Le gouvernement examinera, mercredi, un décret exécutif pour l’instauration du paiement par chèque. La mesure concernera dans un premier temps, les transactions immobilières et l’acquisition de matériels roulants.
Selon une source au Premier ministère, qui s’est confiée à Maghreb Emergent, le décret exécutif « fixant le seuil applicable aux opérations de paiements devant être effectuées par les moyens de paiement à travers les circuits bancaires et financiers », qui sera présenté en conseil du gouvernement, a adopté une nouvelle approche. Il s’agit de fixer un seuil à chaque type de transaction « susceptible de constituer un foyer pour le blanchiment d’argent ».
Le décret fixe des seuils à partir de cinq millions de dinars pour les transactions immobilières et un million de dinars pour l’acquisition du matériel roulant, d’équipement industriel neuf, de véhicules de tourisme et utilitaires, pour lesquelles le paiement par chèque sera obligatoire. D’autres biens de valeur auprès de marchands de pierres et matériaux précieux ainsi que d’objets d’antiquités et œuvres d’art sont également concernés par ce décret.

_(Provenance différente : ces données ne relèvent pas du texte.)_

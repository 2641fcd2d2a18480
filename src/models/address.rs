//! Dotted device addresses and compacted address ranges.
//!
//! Provides [`Address`] for `<panel>.<position>` strings as found in the export,
//! and [`AddressRange`] for the single/`start-end` notation of the report.

use lazy_static::lazy_static;
use regex::Regex;
use std::cmp::Ordering;
use std::fmt;

lazy_static! {
    static ref ADDRESS_RE: Regex =
        Regex::new(r"^([^.\s]+)\.(\d+)$").expect("Invalid Regex?");
}

/// A parsed device address. Keeps the raw text for output.
#[derive(Debug, Clone, PartialEq, Eq, Hash)]
pub struct Address {
    /// Address exactly as written in the export (trimmed).
    pub raw: String,
    /// First dotted segment.
    pub panel: String,
    /// Second dotted segment, used for contiguity.
    pub position: u32,
}

impl Address {
    /// Parse a `<panel>.<position>` string, `None` if the shape or number is wrong.
    ///
    /// # Examples
    /// ```
    /// use zone_summary::models::Address;
    /// let a = Address::parse("1.23").unwrap();
    /// assert_eq!(a.panel, "1");
    /// assert_eq!(a.position, 23);
    /// assert!(Address::parse("1.x").is_none());
    /// ```
    pub fn parse(raw: &str) -> Option<Address> {
        let raw = raw.trim();
        let caps = ADDRESS_RE.captures(raw)?;
        let position: u32 = caps[2].parse().ok()?;
        Some(Address {
            raw: raw.to_string(),
            panel: caps[1].to_string(),
            position,
        })
    }

    /// Build an address from its segments.
    pub fn new(panel: &str, position: u32) -> Address {
        Address {
            raw: format!("{panel}.{position}"),
            panel: panel.to_string(),
            position,
        }
    }

    /// True if `next` directly follows `self` on the same panel.
    pub fn is_followed_by(&self, next: &Address) -> bool {
        self.panel == next.panel && self.position.checked_add(1) == Some(next.position)
    }
}

/// Report order: numeric position first, ties by the full string.
impl Ord for Address {
    fn cmp(&self, other: &Self) -> Ordering {
        self.position
            .cmp(&other.position)
            .then_with(|| self.raw.cmp(&other.raw))
    }
}

impl PartialOrd for Address {
    fn partial_cmp(&self, other: &Self) -> Option<Ordering> {
        Some(self.cmp(other))
    }
}

impl fmt::Display for Address {
    fn fmt(&self, f: &mut fmt::Formatter) -> fmt::Result {
        write!(f, "{}", self.raw)
    }
}

/// One entry of a compacted address list.
#[derive(Debug, Clone, PartialEq, Eq)]
pub enum AddressRange {
    Single(Address),
    /// Every position from `start` to `end` inclusive, same panel.
    Span { start: Address, end: Address },
}

impl AddressRange {
    /// All addresses covered by this range, in ascending order.
    pub fn expand(&self) -> Vec<Address> {
        match self {
            AddressRange::Single(a) => vec![a.clone()],
            AddressRange::Span { start, end } => (start.position..=end.position)
                .map(|p| Address::new(&start.panel, p))
                .collect(),
        }
    }
}

impl fmt::Display for AddressRange {
    fn fmt(&self, f: &mut fmt::Formatter) -> fmt::Result {
        match self {
            AddressRange::Single(a) => write!(f, "{a}"),
            AddressRange::Span { start, end } => write!(f, "{start}-{end}"),
        }
    }
}

#[cfg(test)]
mod tests {
    use super::*;

    #[test]
    fn test_parse_address() {
        let a = Address::parse(" 2.07 ").unwrap();
        assert_eq!(a.raw, "2.07");
        assert_eq!(a.panel, "2");
        assert_eq!(a.position, 7);
    }

    #[test]
    fn test_parse_address_invalid() {
        assert!(Address::parse("2").is_none());
        assert!(Address::parse("2.").is_none());
        assert!(Address::parse("2.x").is_none());
        assert!(Address::parse("2.1.3").is_none());
        assert!(Address::parse("2.99999999999").is_none());
        assert!(Address::parse("").is_none());
    }

    #[test]
    fn test_address_order_is_numeric() {
        let a9 = Address::parse("1.9").unwrap();
        let a10 = Address::parse("1.10").unwrap();
        assert!(a9 < a10);
        // same position, tie broken by the full string
        let b9 = Address::parse("2.9").unwrap();
        assert!(a9 < b9);
        assert!(b9 < a10);
    }

    #[test]
    fn test_is_followed_by() {
        let a = Address::parse("1.4").unwrap();
        assert!(a.is_followed_by(&Address::parse("1.5").unwrap()));
        assert!(!a.is_followed_by(&Address::parse("1.6").unwrap()));
        assert!(!a.is_followed_by(&Address::parse("2.5").unwrap()));
        assert!(!a.is_followed_by(&a));
    }

    #[test]
    fn test_range_display_and_expand() {
        let single = AddressRange::Single(Address::parse("3.5").unwrap());
        assert_eq!(single.to_string(), "3.5");

        let span = AddressRange::Span {
            start: Address::parse("3.1").unwrap(),
            end: Address::parse("3.3").unwrap(),
        };
        assert_eq!(span.to_string(), "3.1-3.3");
        let expanded: Vec<String> = span.expand().iter().map(|a| a.to_string()).collect();
        assert_eq!(expanded, vec!["3.1", "3.2", "3.3"]);
    }
}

Entrée en vigueur après la présidentielle
Notre source ajoute que le dispositif vise, entre autres, à contribuer « à la lutte anti blanchiment, à la lutte contre l’évasion fiscale et à l’atténuation des activités informelles » et, à « limiter la circulation fiduciaire et atténuer l’usage du cash ». En définitive le nouveau texte de loi vise à « élever le niveau de bancarisation et d’insertion des transactions commerciales dans les circuits bancaires » en Algérie.

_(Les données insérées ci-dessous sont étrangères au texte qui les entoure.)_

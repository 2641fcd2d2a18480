//! Output formatting for the report.
//!
//! This module handles formatting and writing the report:
//! - [`csv`] - Semicolon-separated Latin-1 files
//! - [`terminal`] - Terminal output with colors

mod csv;
mod terminal;

pub use csv::{
    encode_latin1, escape_field, inventory_file_name, to_csv, write_report, SUMMARY_FILE_NAME,
};
pub use terminal::{format_field, print_denylist, print_summary};
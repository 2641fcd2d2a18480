//! Report assembly.
//!
//! Runs parse, filter and grouping once and projects the result into the zone
//! summary and the inventory rows.

use super::compact::{compact_addresses, render_ranges};
use super::filter::filter_records;
use super::parser::parse_records;
use super::zones::group_by_zone;
use crate::error::ReportError;
use crate::models::{
    Denylist, DeviceRecord, InventoryRow, LookupTable, Report, ReportRow, NOT_FOUND,
};

/// Default prefix of the inventory address code.
pub const DEFAULT_ADDRESS_PREFIX: &str = "=";

/// Options for the inventory projection.
#[derive(Debug, Clone)]
pub struct ReportOptions {
    /// Put in front of object code and address in [`InventoryRow::address_code`].
    pub address_prefix: String,
}

impl Default for ReportOptions {
    fn default() -> Self {
        ReportOptions {
            address_prefix: DEFAULT_ADDRESS_PREFIX.to_string(),
        }
    }
}

/// Process a raw export with default options.
///
/// # Arguments
/// * `raw` - Export file content, Latin-1
/// * `denylist` - Device types to leave out
/// * `lookup` - Article number and object code per device type
///
/// # Returns
/// * `Ok(Report)` - Zone summary and inventory rows
/// * `Err` - On a structural or address error, no partial report
pub fn process(
    raw: &[u8],
    denylist: &Denylist,
    lookup: &LookupTable,
) -> Result<Report, ReportError> {
    process_with(raw, denylist, lookup, &ReportOptions::default())
}

/// Process a raw export, see [`process`].
pub fn process_with(
    raw: &[u8],
    denylist: &Denylist,
    lookup: &LookupTable,
    options: &ReportOptions,
) -> Result<Report, ReportError> {
    log::info!("#Start process() {} bytes", raw.len());
    let records = filter_records(parse_records(raw)?, denylist);

    let summary = build_summary(&records)?;
    let inventory = build_inventory(&records, lookup, options);

    log::info!(
        "# Report has {} zones and {} inventory rows",
        summary.len(),
        inventory.len()
    );
    Ok(Report { summary, inventory })
}

/// One row per zone, first-seen order.
pub fn build_summary(records: &[DeviceRecord]) -> Result<Vec<ReportRow>, ReportError> {
    group_by_zone(records)
        .iter()
        .map(|group| -> Result<ReportRow, ReportError> {
            let sorted = group.sorted_addresses()?;
            let ranges = compact_addresses(&sorted);
            log::trace!(
                "zone {} {} addresses -> {} ranges",
                group.zone,
                sorted.len(),
                ranges.len()
            );
            Ok(ReportRow {
                zone: group.zone.clone(),
                compacted_addresses: render_ranges(&ranges),
            })
        })
        .collect()
}

/// One row per record, device type resolved against the lookup table.
pub fn build_inventory(
    records: &[DeviceRecord],
    lookup: &LookupTable,
    options: &ReportOptions,
) -> Vec<InventoryRow> {
    records
        .iter()
        .map(|record| {
            let (article_number, object_code) = match lookup.get(&record.device_type) {
                Some(entry) => (entry.article_number.as_str(), entry.object_code.as_str()),
                None => {
                    log::debug!(
                        "No lookup entry for device type {:?} at {}",
                        record.device_type,
                        record.address
                    );
                    (NOT_FOUND, NOT_FOUND)
                }
            };
            InventoryRow {
                quantity: 1,
                address_code: format!(
                    "{}{}{}",
                    options.address_prefix, object_code, record.address
                ),
                zone: record.zone.clone(),
                customer_text: record.customer_text.clone(),
                article_number: article_number.to_string(),
            }
        })
        .collect()
}
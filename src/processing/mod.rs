//! Export processing logic.
//!
//! This module contains the report pipeline, leaves first:
//! - [`parser`] - Header check and device rows
//! - [`filter`] - Removal of denylisted device types
//! - [`zones`] - Grouping by zone
//! - [`compact`] - Address range compaction
//! - [`report`] - Summary and inventory assembly

mod compact;
mod filter;
mod parser;
mod report;
mod zones;

// Re-export public functions
pub use compact::{compact_addresses, render_ranges};
pub use filter::filter_records;
pub use parser::{parse_records, split_fields, split_rows, FIRST_DATA_ROW, MARKER_ROW};
pub use report::{
    build_inventory, build_summary, process, process_with, ReportOptions,
    DEFAULT_ADDRESS_PREFIX,
};
pub use zones::{group_by_zone, ZoneGroup};
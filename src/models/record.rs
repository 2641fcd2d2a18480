//! Device record parsed from a configuration export row.

use serde::Serialize;

/// A single device row from the export, column order as in the file.
#[derive(Serialize, Debug, Clone, PartialEq, Eq, Default)]
pub struct DeviceRecord {
    /// Fire/intrusion panel the device is wired to.
    pub panel: String,
    /// Zone ("sektion") the device reports into.
    pub zone: String,
    /// Dotted address, `<loop>.<position>`.
    pub address: String,
    /// Device type code, matched against the denylist and lookup table.
    pub device_type: String,
    pub input_function: String,
    pub protocol: String,
    /// Free text entered by the installer, usually the room name.
    pub customer_text: String,
}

Au plan pratique, le texte n’entrera en application que le 01 juillet 2014 «pour permettre aux opérateurs de se préparer à l’application », ajoute notre source.
La double reculade du gouvernement
Le nouveau texte est largement en retrait par rapport au décret de 2010 qui fixait le seuil de l’obligation d’utilisation du chèque à partir de 500.000 DA pour toutes les transactions commerciales. Mais le gouvernement Ouyahia avait été amené à « différer » l’application de la mesure, au lendemain des émeutes de janvier 2011 suite à des hausses brutales des prix des produits alimentaires, l’huile et le sucre en particulier. Les pouvoirs publics soupçonnaient alors fortement des barons de l’informel, que la traçabilité financière inquiétait, d’être derrière les émeutiers.
Autre reculade du gouvernement, le texte proposé aujourd’hui exclut tous les grossistes de l’informel et n’est applicable que pour deux secteurs (immobilier et matériel roulants) avec des seuils quasiment multipliés par 10.
35 milliards de dollars hors-circuit bancaire
Le secteur de l’informel domine largement l’économie algérienne au point d’en représenter une grave menace pour les PME. Les statistiques sur la part du PIB qui échappe au Fisc avancés par des experts et jamais démentis officiellement sont faramineux. Dans son intervention lors d’un colloque sur la relation entre les banques et les entreprises, organisé le 15 octobre 2012 à l’hôtel El-Aurassi à Alger, le PDG de la banque HSBC, Rachid Sekkak, avait estimé que l’équivalent de plus de 35 milliards de dollars circule hors circuit bancaire en Algérie. Cela représente 18% du produit intérieur brut (PIB).
Transactions informelles en hausse
Le gouvernement justifie la non application du décret de 2010 « en raison de l’environnement qui n’a pas été suffisamment préparé à cette opération, notamment en matière d’organisation des réseaux commerciaux ». Au vu de l’état des lieux aujourd’hui, les choses n’ont pas tellement changé, estiment des économistes qui considèrent que la progression des transactions illicites est vertigineuse et touche l’essentiel de l’économie hors secteur public.